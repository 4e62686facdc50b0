//! Form naming: map a requested transform chain to its canonical form and
//! the attribute key its upload is recorded under.
//!
//! A form is the `-`-joined list of step suffixes in the fixed order
//! rotate → scale, e.g. `rot90-scale0.25`. The empty form is the source
//! image uploaded as-is and is recorded under `uploaded`; every other form
//! under `uploaded-<form>`.

/// Attribute key of the untransformed upload.
pub const UPLOADED: &str = "uploaded";

/// One transform step kind. Declaration order is application order.
#[derive(Debug, Clone, Copy, PartialEq, Eq, PartialOrd, Ord, Hash)]
pub enum TransformKind {
    Rotate,
    Scale,
}

impl TransformKind {
    /// Prefix used in forms and staged filenames.
    pub fn prefix(self) -> &'static str {
        match self {
            TransformKind::Rotate => "rot",
            TransformKind::Scale => "scale",
        }
    }

    /// Directive option naming this step.
    pub fn option_name(self) -> &'static str {
        match self {
            TransformKind::Rotate => "rotate",
            TransformKind::Scale => "scale",
        }
    }

    /// Suffix for one step with its raw parameter, e.g. `rot90`.
    pub fn suffix(self, parameter: &str) -> String {
        format!("{}{}", self.prefix(), parameter)
    }
}

/// The requested transform chain of an image reference.
///
/// Holds at most one step per kind; parameters are kept as written in the
/// markup so that the form string round-trips through the document text.
#[derive(Debug, Clone, Default, PartialEq, Eq, Hash)]
pub struct TransformSpec {
    pub rotate: Option<String>,
    pub scale: Option<String>,
}

impl TransformSpec {
    pub fn new() -> Self {
        Self::default()
    }

    pub fn with_rotate(mut self, degrees: impl Into<String>) -> Self {
        self.rotate = Some(degrees.into().trim().to_string());
        self
    }

    pub fn with_scale(mut self, spec: impl Into<String>) -> Self {
        self.scale = Some(spec.into().trim().to_string());
        self
    }

    /// Steps in canonical application order.
    pub fn steps(&self) -> impl Iterator<Item = (TransformKind, &str)> {
        [
            (TransformKind::Rotate, self.rotate.as_deref()),
            (TransformKind::Scale, self.scale.as_deref()),
        ]
        .into_iter()
        .filter_map(|(kind, param)| param.map(|p| (kind, p)))
    }

    pub fn is_empty(&self) -> bool {
        self.rotate.is_none() && self.scale.is_none()
    }

    pub fn has_scale(&self) -> bool {
        self.scale.is_some()
    }

    /// The same chain without its scale step.
    pub fn without_scale(&self) -> Self {
        Self {
            rotate: self.rotate.clone(),
            scale: None,
        }
    }
}

/// Canonical form string of a transform chain; `""` when there are no steps.
pub fn compute_form(spec: &TransformSpec) -> String {
    spec.steps()
        .map(|(kind, param)| kind.suffix(param))
        .collect::<Vec<_>>()
        .join("-")
}

/// Attribute key a form's upload is recorded under.
pub fn attribute_key(form: &str) -> String {
    if form.is_empty() {
        UPLOADED.to_string()
    } else {
        format!("{UPLOADED}-{form}")
    }
}

/// Attribute key of the full-size (rotate-only) form a scaled image links to.
pub fn non_scaled_attribute_key(spec: &TransformSpec) -> String {
    attribute_key(&compute_form(&spec.without_scale()))
}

::::

### DIRECTIONS FOR THIS TASK:
What lines in the records above include the string "Debug"? Copy each one.

### RESPONSE TO THE TASK:
#[derive(Debug, Clone, Copy, PartialEq, Eq, PartialOrd, Ord, Hash)]
#[derive(Debug, Clone, Default, PartialEq, Eq, Hash)]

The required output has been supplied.